Repeat exactly the lines of the entries below from the one with "prop_assert!(handshake.is_local_ready());" through the one with "let message = match", both ends included, and nothing else.

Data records
☆ ☆ ☆ ☆ ☆ ☆ ☆

//! Property-based tests for the input aggregator, the lockstep engine and the
//! handshake.
//!
//! # Properties Tested
//!
//! ## InputAggregator
//! - Without a hold policy, a button is down exactly while some source holds it
//! - Reported edges alternate per button
//! - With a frame hold, no release is reported before the minimum
//!
//! ## LockstepStepper
//! - Frames are stepped consecutively from 0, never more per tick than the cap
//! - Invariants hold after every operation
//! - Two engines fed the same inputs from opposite sides request identical
//!   sequences, whatever the delivery lag
//!
//! ## Handshake
//! - Starts and stops alternate
//! - A run only exists while its start conditions hold
//! - Two connected sides always settle, and both run once paired with the
//!   same content

use std::collections::{BTreeSet, VecDeque};

use netplay_lockstep::telemetry::InvariantChecker;
use netplay_lockstep::{
    Button, ButtonVector, Edge, Frame, Handshake, HandshakeAction, HandshakeEvent, HoldPolicy,
    InputAggregator, LockstepConfig, LockstepStepper, NetplayRequest, PlayerSlot, PressSource,
    SessionDigest, SessionMode,
};
use proptest::prelude::*;
use web_time::Instant;

// ============================================================================
// Property Test Strategies
// ============================================================================

fn button_strategy() -> impl Strategy<Value = Button> {
    (0..Button::COUNT).prop_map(|i| Button::ALL[i])
}

fn source_strategy() -> impl Strategy<Value = PressSource> {
    prop_oneof![
        Just(PressSource::Keyboard),
        Just(PressSource::Touch),
        Just(PressSource::Gamepad),
        Just(PressSource::JoystickAxis),
    ]
}

fn vector_strategy() -> impl Strategy<Value = ButtonVector> {
    any::<u8>().prop_map(ButtonVector::from_bits)
}

fn digest_strategy() -> impl Strategy<Value = SessionDigest> {
    prop_oneof![
        Just(SessionDigest::from_content("cart", b"cart")),
        Just(SessionDigest::from_content("other", b"other")),
    ]
}

fn mode_strategy() -> impl Strategy<Value = SessionMode> {
    prop_oneof![
        Just(SessionMode::Paired),
        Just(SessionMode::Solo),
        Just(SessionMode::Relay),
    ]
}

fn handshake_event_strategy() -> impl Strategy<Value = HandshakeEvent> {
    prop_oneof![
        digest_strategy().prop_map(|digest| HandshakeEvent::LocalContentLoaded { digest }),
        Just(HandshakeEvent::PeerReady),
        digest_strategy().prop_map(|digest| HandshakeEvent::PeerDigest { digest }),
        Just(HandshakeEvent::ChannelOpened),
        Just(HandshakeEvent::ConnectionClosed),
        mode_strategy().prop_map(|mode| HandshakeEvent::ModeChanged { mode }),
        Just(HandshakeEvent::Overflow),
    ]
}

/// Something one side of a connected pair does.
#[derive(Debug, Clone)]
enum PairStep {
    Load(bool, SessionDigest),
    Mode(bool, SessionMode),
    Overflow(bool),
    Deliver(bool),
}

fn pair_step_strategy() -> impl Strategy<Value = PairStep> {
    let side = any::<bool>();
    prop_oneof![
        (side.clone(), digest_strategy()).prop_map(|(a, digest)| PairStep::Load(a, digest)),
        (
            side.clone(),
            prop_oneof![Just(SessionMode::Paired), Just(SessionMode::Relay)]
        )
            .prop_map(|(a, mode)| PairStep::Mode(a, mode)),
        side.clone().prop_map(PairStep::Overflow),
        side.clone().prop_map(PairStep::Deliver),
        side.prop_map(PairStep::Deliver),
    ]
}

/// One aggregator operation: set or clear one source on one button, then
/// optionally advance a frame.
fn input_op_strategy() -> impl Strategy<Value = (Button, PressSource, bool, bool)> {
    (
        button_strategy(),
        source_strategy(),
        any::<bool>(),
        any::<bool>(),
    )
}

// ============================================================================
// InputAggregator
// ============================================================================

proptest! {
    /// Without a hold policy the output is the OR of all sources.
    #[test]
    fn prop_output_is_union_of_sources(
        ops in prop::collection::vec(input_op_strategy(), 1..200),
    ) {
        let mut aggregator = InputAggregator::new(HoldPolicy::None);
        let mut model: BTreeSet<(usize, PressSource)> = BTreeSet::new();
        let now = Instant::now();

        for (button, source, pressed, _) in ops {
            let before = aggregator.buttons().get(button);
            let edge = aggregator.set_source(button, source, pressed, now);
            if pressed {
                model.insert((button.index(), source));
            } else {
                model.remove(&(button.index(), source));
            }

            let expected = model.iter().any(|(b, _)| *b == button.index());
            prop_assert_eq!(aggregator.buttons().get(button), expected);
            match edge {
                Some(Edge::Pressed) => prop_assert!(!before && expected),
                Some(Edge::Released) => prop_assert!(before && !expected),
                None => prop_assert_eq!(before, expected),
            }
        }
    }

    /// With a frame hold, a release is never reported before the minimum
    /// number of frames since the press edge.
    #[test]
    fn prop_frame_hold_is_respected(
        min_frames in 1u32..6,
        ops in prop::collection::vec(input_op_strategy(), 1..200),
    ) {
        let mut aggregator = InputAggregator::new(HoldPolicy::FrameCount(min_frames));
        let mut frame: u32 = 0;
        let mut pressed_at = [None::<u32>; Button::COUNT];
        let now = Instant::now();

        let mut check = |changes: &[(Button, Edge)], frame: u32| -> Result<(), TestCaseError> {
            for &(button, edge) in changes {
                match edge {
                    Edge::Pressed => pressed_at[button.index()] = Some(frame),
                    Edge::Released => {
                        let start = pressed_at[button.index()].take();
                        prop_assert!(start.is_some(), "release without press");
                        prop_assert!(frame - start.unwrap_or(0) >= min_frames);
                    },
                }
            }
            Ok(())
        };

        for (button, source, pressed, advance) in ops {
            let edge = aggregator.set_source(button, source, pressed, now);
            let changes: Vec<_> = edge.map(|edge| (button, edge)).into_iter().collect();
            check(&changes, frame)?;
            if advance {
                frame += 1;
                let due = aggregator.advance_frame();
                check(&due, frame)?;
            }
        }
    }
}

// ============================================================================
// LockstepStepper
// ============================================================================

/// Ticks two engines against each other. Each tick both capture one vector,
/// then every message older than `lag` ticks is delivered and both drain.
/// Afterwards everything is delivered and both drain to completion.
fn run_pair(
    inputs: &[(ButtonVector, ButtonVector)],
    lags: &[usize],
) -> (Vec<NetplayRequest>, Vec<NetplayRequest>, LockstepStepper, LockstepStepper) {
    let config = LockstepConfig::default();
    let mut one = LockstepStepper::new(&config, PlayerSlot::ONE);
    let mut two = LockstepStepper::new(&config, PlayerSlot::TWO);
    let (mut out_one, mut out_two) = (Vec::new(), Vec::new());
    let mut to_two: VecDeque<(usize, Frame, ButtonVector)> = VecDeque::new();
    let mut to_one: VecDeque<(usize, Frame, ButtonVector)> = VecDeque::new();

    let deliver = |queue: &mut VecDeque<(usize, Frame, ButtonVector)>,
                   stepper: &mut LockstepStepper,
                   slot: PlayerSlot,
                   now: usize| {
        while queue.front().is_some_and(|(due, _, _)| *due <= now) {
            let (_, frame, buttons) = queue.pop_front().unwrap();
            stepper.store_remote(frame, slot, buttons).unwrap();
        }
    };

    for (tick, &(a, b)) in inputs.iter().enumerate() {
        let lag = lags[tick % lags.len()];
        one.begin_tick();
        two.begin_tick();
        let frame = one.capture_local(a).unwrap();
        to_two.push_back((tick + lag, frame, a));
        let frame = two.capture_local(b).unwrap();
        to_one.push_back((tick + lag, frame, b));

        deliver(&mut to_one, &mut one, PlayerSlot::TWO, tick);
        deliver(&mut to_two, &mut two, PlayerSlot::ONE, tick);
        one.drain(&mut out_one);
        two.drain(&mut out_two);
    }

    deliver(&mut to_one, &mut one, PlayerSlot::TWO, usize::MAX);
    deliver(&mut to_two, &mut two, PlayerSlot::ONE, usize::MAX);
    for stepper_out in [(&mut one, &mut out_one), (&mut two, &mut out_two)] {
        let (stepper, out) = stepper_out;
        loop {
            stepper.begin_tick();
            if stepper.drain(out).steps == 0 {
                break;
            }
        }
    }
    (out_one, out_two, one, two)
}

proptest! {
    /// Both sides request exactly the same edges and steps.
    #[test]
    fn prop_opposite_sides_agree(
        inputs in prop::collection::vec((vector_strategy(), vector_strategy()), 1..120),
        lags in prop::collection::vec(0usize..8, 1..10),
    ) {
        let (out_one, out_two, one, two) = run_pair(&inputs, &lags);
        prop_assert_eq!(&out_one, &out_two);

        // Every captured frame plus the seeded delay frames was applied.
        let expected = inputs.len() + LockstepConfig::default().input_delay;
        prop_assert_eq!(one.sim_frame().as_i32() as usize, expected);
        prop_assert_eq!(two.sim_frame().as_i32() as usize, expected);
        prop_assert_eq!(one.buffered_frames(), 0);
    }

    /// Steps come out in order from frame 0 and never exceed the cap per tick.
    #[test]
    fn prop_drain_is_ordered_and_capped(
        max_steps in 1u32..6,
        remote_lag in 0usize..12,
        ticks in 1usize..150,
    ) {
        let config = LockstepConfig {
            max_steps_per_tick: max_steps,
            ..LockstepConfig::default()
        };
        let mut stepper = LockstepStepper::new(&config, PlayerSlot::ONE);
        let mut next = 0;
        let mut stored_remote = config.input_delay;

        for tick in 0..ticks {
            stepper.begin_tick();
            stepper.capture_local(ButtonVector::NEUTRAL).unwrap();
            // The remote side delivers in bursts once it is `remote_lag` ticks behind.
            let remote_horizon = (tick + config.input_delay + 1).saturating_sub(remote_lag);
            while stored_remote < remote_horizon {
                stepper
                    .store_remote(Frame::new(stored_remote as i32), PlayerSlot::TWO, ButtonVector::NEUTRAL)
                    .unwrap();
                stored_remote += 1;
            }

            let mut out = Vec::new();
            let outcome = stepper.drain(&mut out);
            prop_assert!(outcome.steps <= max_steps);
            for request in out {
                if let NetplayRequest::Step { frame } = request {
                    prop_assert_eq!(frame.as_i32(), next);
                    next += 1;
                }
            }
            prop_assert!(stepper.check_invariants().is_ok());
        }
    }
}

// ============================================================================
// Handshake
// ============================================================================

proptest! {
    #[test]
    fn prop_handshake_runs_only_when_allowed(
        initial_mode in mode_strategy(),
        events in prop::collection::vec(handshake_event_strategy(), 1..60),
    ) {
        let mut handshake = Handshake::new(initial_mode);
        let mut running = false;

        for event in events {
            for action in handshake.handle(event) {
                match action {
                    HandshakeAction::StartSync | HandshakeAction::StartRelay => {
                        prop_assert!(!running, "started twice");
                        running = true;
                    },
                    HandshakeAction::StopSync | HandshakeAction::StopRelay => {
                        prop_assert!(running, "stopped while not running");
                        running = false;
                    },
                    _ => {},
                }
            }
            prop_assert_eq!(handshake.is_running(), running);
            prop_assert_eq!(handshake.state().is_running(), running);

            if running {
                prop_assert!(handshake.is_local_ready());
                if handshake.mode() == SessionMode::Paired {
                    prop_assert!(handshake.is_channel_open());
                    prop_assert_ne!(handshake.digests_match(), Some(false));
                }
            }
        }
    }
}

/// Two handshakes joined by an ordered channel in each direction.
struct HandshakePair {
    sides: [Handshake; 2],
    inbox: [VecDeque<HandshakeEvent>; 2],
}

impl HandshakePair {
    fn connected() -> Self {
        let mut pair = Self {
            sides: [
                Handshake::new(SessionMode::Paired),
                Handshake::new(SessionMode::Paired),
            ],
            inbox: [VecDeque::new(), VecDeque::new()],
        };
        pair.handle(0, HandshakeEvent::ChannelOpened);
        pair.handle(1, HandshakeEvent::ChannelOpened);
        pair
    }

    fn handle(&mut self, side: usize, event: HandshakeEvent) {
        for action in self.sides[side].handle(event) {
            let message = match action {
                HandshakeAction::SendRomInfo(digest) => HandshakeEvent::PeerDigest { digest },
                HandshakeAction::SendReady => HandshakeEvent::PeerReady,
                _ => continue,
            };
            self.inbox[1 - side].push_back(message);
        }
    }

    fn deliver(&mut self, side: usize) -> bool {
        match self.inbox[side].pop_front() {
            Some(event) => {
                self.handle(side, event);
                true
            },
            None => false,
        }
    }

    /// Delivers everything in flight. Returns the number of deliveries.
    fn drain(&mut self) -> usize {
        let mut delivered = 0;
        while self.deliver(0) | self.deliver(1) {
            delivered += 1;
            if delivered > 200 {
                break;
            }
        }
        delivered
    }
}

proptest! {
    #[test]
    fn prop_connected_pair_settles_and_runs(
        steps in prop::collection::vec(pair_step_strategy(), 0..40),
    ) {
        let mut pair = HandshakePair::connected();
        for step in steps {
            match step {
                PairStep::Load(a, digest) => {
                    pair.handle(usize::from(a), HandshakeEvent::LocalContentLoaded { digest });
                },
                PairStep::Mode(a, mode) => {
                    pair.handle(usize::from(a), HandshakeEvent::ModeChanged { mode });
                },
                PairStep::Overflow(a) => pair.handle(usize::from(a), HandshakeEvent::Overflow),
                PairStep::Deliver(a) => {
                    pair.deliver(usize::from(a));
                },
            }
        }

        let cart = SessionDigest::from_content("cart", b"cart");
        for side in 0..2 {
            pair.handle(side, HandshakeEvent::ModeChanged { mode: SessionMode::Paired });
            pair.handle(side, HandshakeEvent::LocalContentLoaded { digest: cart.clone() });
        }
        let delivered = pair.drain();
        prop_assert!(delivered <= 200, "handshake never settled");
        for side in &pair.sides {
            prop_assert!(side.is_running(), "stuck in {:?}", side.state());
        }
    }
}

☆ ☆ ☆ ☆ ☆ ☆ ☆

▸ Reply:
                prop_assert!(handshake.is_local_ready());
                if handshake.mode() == SessionMode::Paired {
                    prop_assert!(handshake.is_channel_open());
                    prop_assert_ne!(handshake.digests_match(), Some(false));
                }
            }
        }
    }
}

/// Two handshakes joined by an ordered channel in each direction.
struct HandshakePair {
    sides: [Handshake; 2],
    inbox: [VecDeque<HandshakeEvent>; 2],
}

impl HandshakePair {
    fn connected() -> Self {
        let mut pair = Self {
            sides: [
                Handshake::new(SessionMode::Paired),
                Handshake::new(SessionMode::Paired),
            ],
            inbox: [VecDeque::new(), VecDeque::new()],
        };
        pair.handle(0, HandshakeEvent::ChannelOpened);
        pair.handle(1, HandshakeEvent::ChannelOpened);
        pair
    }

    fn handle(&mut self, side: usize, event: HandshakeEvent) {
        for action in self.sides[side].handle(event) {
            let message = match action {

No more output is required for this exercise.